2 women and 5 men can together finish an embroidery work in 4 days, while 3 women and 6 men can finish it in 3 days . Find the time taken by 1 women alone to finish the work, also that taken by 1 man alone.
Answers
Let us assume that, the time taken by woman to complete the work be x days and by man be y days.
2 women and 5 men can together finish an embroidery work in 4 days.
According to question,
⇒ 2/x + 5/y = 1/4
⇒ (2y + 5x)/xy = 1/4
⇒ 4(2y + 5x) = xy
⇒ 8y + 20x = xy...........(1)
On the other hand, 3 women and 6 men can finish it in 3 days.
According to question,
⇒ 3/x + 6/y = 1/3
⇒ (3y + 6x)/xy = 1/3
⇒ 3(3y + 6x) = xy
⇒ 9y + 18x = xy............(2)
On multiplying (eq 1) with 9 and (eq 2) with 8 we get,
⇒ 72y = 9xy - 180x...........(3)
⇒ 72y = 8xy - 144x...........(4)
On comparing we get,
⇒ 9xy - 180x = 8xy - 144x
⇒ 9xy - 8xy = - 144x + 180x
⇒ xy = 36x
⇒ y = 36 days
Substitute value of y in (eq 1)
⇒ 8(36) + 20x = 36x
⇒ 288 = 36x - 20x
⇒ 288 = 16x
⇒ x = 18 days
Therefore,
Woman alone can finish the work in 18 days and man alone in 36 days.
||✪✪ GIVEN ✪✪||
- 2W + 5M can Together Finish a work in = 4 days.
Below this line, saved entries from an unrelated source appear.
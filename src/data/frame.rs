//! Cross-sensor frames and timestamped values.

use super::{Sample, SensorId, Value};
use crate::error::{AppResult, DaqError};
use serde::{Deserialize, Serialize};

/// Default label assigned to a sensor that was not given one.
pub fn default_label(id: SensorId) -> String {
    format!("sensor{}", id)
}

/// A sample paired with its stable label.
#[derive(Debug, Clone, PartialEq, Serialize, Deserialize)]
pub struct Labeled {
    /// Label of the sensor, stable across frames of a session.
    pub label: String,
    /// Channel values.
    pub sample: Sample,
}

/// One synchronized cross-sensor sample at a single instant.
///
/// Entries keep insertion order. Lookups are linear since a frame holds at most
/// [`SensorId::COUNT`] samples.
#[derive(Debug, Clone, Default, PartialEq, Serialize, Deserialize)]
pub struct Frame {
    entries: Vec<Labeled>,
}

impl Frame {
    /// Empty frame.
    pub fn new() -> Self {
        Self::default()
    }

    /// Full-width frame with one zeroed sample per sensor slot.
    pub fn full(channels: usize) -> Self {
        Self::with_sensors(&SensorId::all_list(), channels)
    }

    /// Frame narrowed to a subset of sensors, each with `channels` zeroed values.
    pub fn with_sensors(sensors: &[SensorId], channels: usize) -> Self {
        let entries = sensors
            .iter()
            .map(|&id| Labeled {
                label: default_label(id),
                sample: Sample::zeroed(id, channels),
            })
            .collect();
        Self { entries }
    }

    /// Append a sample under `label`.
    pub fn push(&mut self, label: impl Into<String>, sample: Sample) {
        self.entries.push(Labeled {
            label: label.into(),
            sample,
        });
    }

    /// Position of the sample belonging to `id`.
    pub fn find(&self, id: SensorId) -> Option<usize> {
        self.entries.iter().position(|e| e.sample.id() == id)
    }

    /// Position of the sample carrying `label`.
    pub fn find_label(&self, label: &str) -> Option<usize> {
        self.entries.iter().position(|e| e.label == label)
    }

    /// Sample of sensor `id`.
    pub fn get(&self, id: SensorId) -> Option<&Sample> {
        self.find(id).map(|i| &self.entries[i].sample)
    }

    /// Mutable sample of sensor `id`.
    pub fn get_mut(&mut self, id: SensorId) -> Option<&mut Sample> {
        self.find(id).map(move |i| &mut self.entries[i].sample)
    }

    /// Sample carrying `label`.
    pub fn get_by_label(&self, label: &str) -> Option<&Sample> {
        self.find_label(label).map(|i| &self.entries[i].sample)
    }

    /// Value of one channel of one sensor.
    pub fn value(&self, id: SensorId, channel: usize) -> Option<Value> {
        self.get(id).and_then(|s| s.get(channel).ok())
    }

    /// Sensors in insertion order.
    pub fn sensors(&self) -> Vec<SensorId> {
        self.entries.iter().map(|e| e.sample.id()).collect()
    }

    /// Labels in insertion order.
    pub fn labels(&self) -> Vec<&str> {
        self.entries.iter().map(|e| e.label.as_str()).collect()
    }

    /// Whether the two frames carry the same sensors in the same order.
    pub fn same_sensors(&self, other: &Frame) -> bool {
        self.entries.len() == other.entries.len()
            && self
                .entries
                .iter()
                .zip(&other.entries)
                .all(|(a, b)| a.sample.id() == b.sample.id())
    }

    /// Copy of this frame restricted to `sensors`, in the order they are given.
    ///
    /// Sensors not present in the frame are skipped.
    pub fn subset(&self, sensors: &[SensorId]) -> Frame {
        let entries = sensors
            .iter()
            .filter_map(|&id| self.find(id).map(|i| self.entries[i].clone()))
            .collect();
        Frame { entries }
    }

    /// Copy of this frame restricted to the given labels.
    pub fn subset_by_labels<S: AsRef<str>>(&self, labels: &[S]) -> Frame {
        let entries = labels
            .iter()
            .filter_map(|l| self.find_label(l.as_ref()).map(|i| self.entries[i].clone()))
            .collect();
        Frame { entries }
    }

    /// Total number of channel values across all sensors.
    pub fn dim(&self) -> usize {
        self.entries.iter().map(|e| e.sample.len()).sum()
    }

    /// Number of sensors.
    pub fn len(&self) -> usize {
        self.entries.len()
    }

    /// Whether the frame has no samples.
    pub fn is_empty(&self) -> bool {
        self.entries.is_empty()
    }

    /// Set every channel of every sample to `value`.
    pub fn fill(&mut self, value: Value) {
        for entry in &mut self.entries {
            entry.sample.fill(value);
        }
    }

    /// Overwrite all channel values from a flat list of length [`Frame::dim`].
    pub fn reset(&mut self, values: &[Value]) -> AppResult<()> {
        if values.len() != self.dim() {
            return Err(DaqError::Layout(format!(
                "frame holds {} values, {} given",
                self.dim(),
                values.len()
            )));
        }
        let mut offset = 0;
        for entry in &mut self.entries {
            let n = entry.sample.len();
            entry
                .sample
                .values_mut()
                .copy_from_slice(&values[offset..offset + n]);
            offset += n;
        }
        Ok(())
    }

    /// Rename the sample of sensor `id`.
    pub fn set_label(&mut self, id: SensorId, label: impl Into<String>) -> bool {
        match self.find(id) {
            Some(i) => {
                self.entries[i].label = label.into();
                true
            }
            None => false,
        }
    }

    /// Labeled samples in insertion order.
    pub fn iter(&self) -> std::slice::Iter<'_, Labeled> {
        self.entries.iter()
    }

    /// Mutable labeled samples in insertion order.
    pub fn iter_mut(&mut self) -> std::slice::IterMut<'_, Labeled> {
        self.entries.iter_mut()
    }

    /// Remove every sample.
    pub fn clear(&mut self) {
        self.entries.clear();
    }
}

impl<'a> IntoIterator for &'a Frame {
    type Item = &'a Labeled;
    type IntoIter = std::slice::Iter<'a, Labeled>;

    fn into_iter(self) -> Self::IntoIter {
        self.entries.iter()
    }
}

impl FromIterator<Sample> for Frame {
    fn from_iter<I: IntoIterator<Item = Sample>>(iter: I) -> Self {
        let entries = iter
            .into_iter()
            .map(|sample| Labeled {
                label: default_label(sample.id()),
                sample,
            })
            .collect();
        Self { entries }
    }
}

/// A value paired with a timestamp key in seconds.
#[derive(Debug, Clone, PartialEq, Serialize, Deserialize)]
pub struct Stamped<T> {
    /// Sort key.
    pub timestamp: f64,
    /// Payload.
    pub value: T,
}

impl<T> Stamped<T> {
    /// Pair `value` with `timestamp`.
    pub fn new(timestamp: f64, value: T) -> Self {
        Self { timestamp, value }
    }

    /// Split into timestamp and payload.
    pub fn into_parts(self) -> (f64, T) {
        (self.timestamp, self.value)
    }
}

/// A frame paired with its timestamp.
pub type StampedFrame = Stamped<Frame>;
//! Line-oriented command/query session over a [`Transport`].
//!
//! Commands are written with a doubled CR LF termination. Replies are read line by
//! line; blank lines are skipped and the termination bytes stripped. Queries are
//! strictly request-then-response, and the session does not retry.

use super::transport::Transport;
use crate::error::{AppResult, DaqError};
use std::time::Duration;
use tokio::time::Instant;

/// Line termination used by the command protocol.
pub const TERMINATION: &str = "\r\n";

/// Default timeout for command round trips.
pub const DEFAULT_COMMAND_TIMEOUT: Duration = Duration::from_secs(1);

/// Replies that mean the base station rejected a request.
pub const ERROR_REPLIES: [&str; 2] = ["INVALID COMMAND", "CANNOT COMPLETE"];

/// Whether `reply` is a protocol-level rejection.
pub fn is_error_reply(reply: &str) -> bool {
    ERROR_REPLIES.iter().any(|e| reply.contains(e))
}

/// Request/response command layer over a deadline transport.
#[derive(Debug, Default)]
pub struct ProtocolSession {
    transport: Transport,
    version: String,
}

impl ProtocolSession {
    /// Disconnected session.
    pub fn new() -> Self {
        Self::default()
    }

    /// Connect and read the protocol version banner.
    pub async fn connect(&mut self, address: &str, port: u16, timeout: Duration) -> AppResult<()> {
        self.transport.connect(address, port, timeout).await?;
        self.version = self.read_line(timeout).await?;
        tracing::info!(version = %self.version, "Protocol session established");
        Ok(())
    }

    /// Close the session. Calling it twice is harmless.
    pub async fn disconnect(&mut self) {
        self.transport.disconnect().await;
    }

    /// Whether the underlying transport is open.
    pub fn is_connected(&self) -> bool {
        self.transport.is_connected()
    }

    /// Version banner read at connect time.
    pub fn version(&self) -> &str {
        &self.version
    }

    /// Send `text` and return the reply line.
    ///
    /// Fails with [`DaqError::Protocol`] when the base station rejects the request.
    pub async fn query(&mut self, text: &str, timeout: Duration) -> AppResult<String> {
        self.transport.flush_input()?;
        self.send(text, timeout).await?;
        let reply = self.read_line(timeout).await?;
        tracing::debug!(query = %text, reply = %reply, "Query");
        if is_error_reply(&reply) {
            return Err(DaqError::Protocol {
                command: text.to_string(),
                response: reply,
            });
        }
        Ok(reply)
    }

    /// Write `text` with termination without waiting for a reply.
    pub async fn send(&mut self, text: &str, timeout: Duration) -> AppResult<()> {
        let message = format!("{}{}{}", text, TERMINATION, TERMINATION);
        self.transport.write(message.as_bytes(), timeout).await
    }

    /// Send `text` and compare the reply with `expected`.
    ///
    /// An empty `expected` writes the command and returns without reading.
    pub async fn command(
        &mut self,
        text: &str,
        expected: &str,
        timeout: Duration,
    ) -> AppResult<bool> {
        if expected.is_empty() {
            self.transport.flush_input()?;
            self.send(text, timeout).await?;
            tracing::debug!(command = %text, "Command sent");
            return Ok(true);
        }
        let reply = self.query(text, timeout).await?;
        Ok(reply == expected)
    }

    /// Read up to `max_attempts` lines until one contains `target`.
    pub async fn wait_for(
        &mut self,
        target: &str,
        timeout: Duration,
        max_attempts: usize,
    ) -> AppResult<bool> {
        for attempt in 0..max_attempts {
            let line = self.read_line(timeout).await?;
            tracing::debug!(attempt, line = %line, target, "Waiting for event");
            if line.contains(target) {
                return Ok(true);
            }
        }
        Ok(false)
    }

    /// Read the next non-blank line without its termination.
    ///
    /// `timeout` bounds the whole call, skipped blank lines included.
    pub async fn read_line(&mut self, timeout: Duration) -> AppResult<String> {
        let deadline = Instant::now() + timeout;
        let mut buffer = Vec::new();
        loop {
            buffer.clear();
            let remaining = deadline.saturating_duration_since(Instant::now());
            self.transport.read_until(b'\n', &mut buffer, remaining).await?;
            let line = String::from_utf8_lossy(&buffer);
            let line = line.trim_end_matches(['\r', '\n']);
            if !line.trim().is_empty() {
                return Ok(line.to_string());
            }
        }
    }

    /// Underlying transport.
    pub fn transport_mut(&mut self) -> &mut Transport {
        &mut self.transport
    }
}
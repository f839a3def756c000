//! Windowed views over a [`Sequence`].
//!
//! A [`Window`] is a pair of numeric bounds (`start`, `width`) plus the overlap kept
//! between successive advances. Views never copy data:
//!
//! - [`ConstRange`] borrows a sequence and is the read-only view handed to
//!   side-effect-free algorithms.
//! - [`Range`] keeps a [`SharedSequence`] handle and its bounds, so a consumer observes
//!   a live view of a sequence that a producer may still be appending to. The view
//!   length is always recomputed against the current sequence length.

use super::sequence::{Sequence, SharedSequence};
use super::{SensorId, Stamped, StampedFrame, Value};
use std::sync::Arc;

/// Positional bounds of a range view.
#[derive(Debug, Clone, Copy, PartialEq, Eq, Default)]
pub struct Window {
    start: usize,
    width: usize,
    overlap: usize,
}

impl Window {
    /// Window of `width` elements at `start`; `overlap` is clamped below `width`.
    pub fn new(start: usize, width: usize, overlap: usize) -> Self {
        Self {
            start,
            width,
            overlap: clamp_overlap(overlap, width),
        }
    }

    /// First position covered.
    pub fn start(&self) -> usize {
        self.start
    }

    /// Nominal number of elements.
    pub fn width(&self) -> usize {
        self.width
    }

    /// Elements shared by two successive windows.
    pub fn overlap(&self) -> usize {
        self.overlap
    }

    /// One past the last nominal position.
    pub fn end(&self) -> usize {
        self.start.saturating_add(self.width)
    }

    /// Number of elements actually covered in a container of `total` elements.
    pub fn len_within(&self, total: usize) -> usize {
        if self.start >= total {
            0
        } else {
            self.width.min(total - self.start)
        }
    }

    /// Distance the start moves for an advance of `step` elements, `|step| - overlap`.
    pub fn shift(&self, step: isize) -> usize {
        step.unsigned_abs().saturating_sub(self.overlap)
    }

    /// Window moved by `step` elements inside a container of `total` elements.
    ///
    /// The start moves by `|step| - overlap` in the direction of `step`: the overlap is
    /// taken off the magnitude in both directions, so with an overlap of 1 a step of
    /// `3` moves forward by 2 and a step of `-3` moves back by 2. Moving forward
    /// past the end parks the start at `total` and keeps the nominal width, so the view
    /// fills up again when elements are appended. Moving backward past the front clamps
    /// the width to what remains.
    pub fn advanced(&self, step: isize, total: usize) -> Window {
        let shift = self.shift(step);
        if step >= 0 {
            let start = self.start.saturating_add(shift).min(total.max(self.start));
            Window::new(start, self.width, self.overlap)
        } else if shift <= self.start {
            Window::new(self.start - shift, self.width, self.overlap)
        } else {
            let deficit = shift - self.start;
            let width = self.width.saturating_sub(deficit);
            Window::new(0, width, self.overlap)
        }
    }
}

fn clamp_overlap(overlap: usize, width: usize) -> usize {
    overlap.min(width.saturating_sub(1))
}

/// Read-only view over a borrowed sequence.
#[derive(Debug, Clone, Copy)]
pub struct ConstRange<'a> {
    source: &'a Sequence,
    window: Window,
}

impl<'a> ConstRange<'a> {
    /// View of `window` inside `source`.
    pub fn new(source: &'a Sequence, window: Window) -> Self {
        Self { source, window }
    }

    /// Bounds of this view.
    pub fn window(&self) -> Window {
        self.window
    }

    /// First covered position.
    pub fn start(&self) -> usize {
        self.window.start
    }

    /// Number of covered elements.
    pub fn len(&self) -> usize {
        self.window.len_within(self.source.len())
    }

    /// Whether the view covers nothing.
    pub fn is_empty(&self) -> bool {
        self.len() == 0
    }

    /// Element at `index` relative to the view start.
    pub fn get(&self, index: usize) -> Option<&'a StampedFrame> {
        if index < self.len() {
            self.source.get(self.window.start + index)
        } else {
            None
        }
    }

    /// First covered element.
    pub fn first(&self) -> Option<&'a StampedFrame> {
        self.get(0)
    }

    /// Last covered element.
    pub fn last(&self) -> Option<&'a StampedFrame> {
        self.len().checked_sub(1).and_then(|i| self.get(i))
    }

    /// Iterate over covered elements.
    pub fn iter(&self) -> std::collections::vec_deque::Iter<'a, StampedFrame> {
        self.source.iter_range(self.window.start, self.len())
    }

    /// Timestamps of covered elements.
    pub fn timestamps(&self) -> Vec<f64> {
        self.iter().map(|f| f.timestamp).collect()
    }

    /// One channel of one sensor as a time series; frames without the sensor are skipped.
    pub fn signal(&self, sensor: SensorId, channel: usize) -> Vec<Stamped<Value>> {
        self.iter()
            .filter_map(|f| {
                f.value
                    .value(sensor, channel)
                    .map(|v| Stamped::new(f.timestamp, v))
            })
            .collect()
    }

    /// Sensors of the first covered element.
    pub fn sensors(&self) -> Vec<SensorId> {
        self.first().map(|f| f.value.sensors()).unwrap_or_default()
    }

    /// Move the view by `step` elements.
    pub fn advance(&mut self, step: isize) {
        self.window = self.window.advanced(step, self.source.len());
    }

    /// Copy of the covered elements.
    pub fn to_sequence(&self) -> Sequence {
        self.iter().cloned().collect()
    }
}

/// Live view over a shared sequence.
#[derive(Debug, Clone)]
pub struct Range {
    source: SharedSequence,
    window: Window,
}

impl Range {
    /// View of `window` inside `source`.
    pub fn new(source: SharedSequence, window: Window) -> Self {
        Self { source, window }
    }

    /// View of `width` elements at position `start`.
    pub fn at(source: SharedSequence, start: usize, width: usize, overlap: usize) -> Self {
        Self::new(source, Window::new(start, width, overlap))
    }

    /// View of `width` elements starting at the first element with key `>= timestamp`.
    pub fn at_time(source: SharedSequence, timestamp: f64, width: usize, overlap: usize) -> Self {
        let start = source.read().find(timestamp);
        Self::at(source, start, width, overlap)
    }

    /// Sequence observed by this view.
    pub fn source(&self) -> &SharedSequence {
        &self.source
    }

    /// Bounds of this view.
    pub fn window(&self) -> Window {
        self.window
    }

    /// Number of elements currently covered.
    pub fn len(&self) -> usize {
        self.window.len_within(self.source.read().len())
    }

    /// Whether the view currently covers nothing.
    pub fn is_empty(&self) -> bool {
        self.len() == 0
    }

    /// Run `f` over a read-only snapshot of the view.
    ///
    /// The sequence read lock is held for the duration of `f`.
    pub fn read<R>(&self, f: impl FnOnce(ConstRange<'_>) -> R) -> R {
        let guard = self.source.read();
        f(ConstRange::new(&guard, self.window))
    }

    /// Owned copy of the covered elements.
    pub fn snapshot(&self) -> Sequence {
        self.read(|r| r.to_sequence())
    }

    /// This view moved by `step` elements against the current sequence length.
    ///
    /// See [`Window::advanced`]; backward steps also move by `|step| - overlap`.
    pub fn advanced(&self, step: isize) -> Range {
        let total = self.source.read().len();
        Range::new(Arc::clone(&self.source), self.window.advanced(step, total))
    }

    /// Move this view by `step` elements.
    pub fn advance(&mut self, step: isize) {
        let total = self.source.read().len();
        self.window = self.window.advanced(step, total);
    }

    /// Remove the covered elements from the source sequence.
    ///
    /// The view keeps its bounds, so it then covers the elements that followed.
    pub fn erase(&self) -> usize {
        let mut guard = self.source.write();
        let len = self.window.len_within(guard.len());
        guard.erase(self.window.start, len)
    }
}

impl PartialEq for Range {
    fn eq(&self, other: &Self) -> bool {
        Arc::ptr_eq(&self.source, &other.source) && self.window == other.window
    }
}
- 3W + 6M can Together Finish a work in = 3 days.
✯✯ To Find ✯✯
- Time Taken by 1 woman Alone ?
- Time Taken by 1 man Alone ?
|| ✰✰ ANSWER ✰✰ ||
Given That, 2 women and 5 men can together finish an embroidery work in 4 days .
So,
➻ Total work = 4(2W + 5M) .
Similarly, 3W + 6M can Together Finish a work in = 3 days.
So,
➺ Total work = 3(3W + 6M)
___________________
Now, Since Work is Same in Both Case ,
So,
⟼ 4(2W + 5M) = 3(3W + 6M)
⟼ 8W + 20M = 9W + 18M
⟼ 20M - 18M = 9W - 8W
⟼ 2M = 1W
⟼ (M/W) = (1/2).
______________
So, we Can say That :-
⟿ Efficiency of 1 Man = 1 unit /day.
⟿ Efficiency of 1 woman = 2 unit/day.
______________
∴ Total work :-
➳ 4(2w + 5M)
➳ 4(2*2 + 5*1)
➳ 4(4 + 5)
➳ 4 * 9
➳ 36 units.
______________
Now,
☛ Time Taken by 1 woman Alone to Complete Total work = (36/2) = 18 days.
☛ Time Taken by 1 man Alone to Complete Total work = (36/1) = 36 days.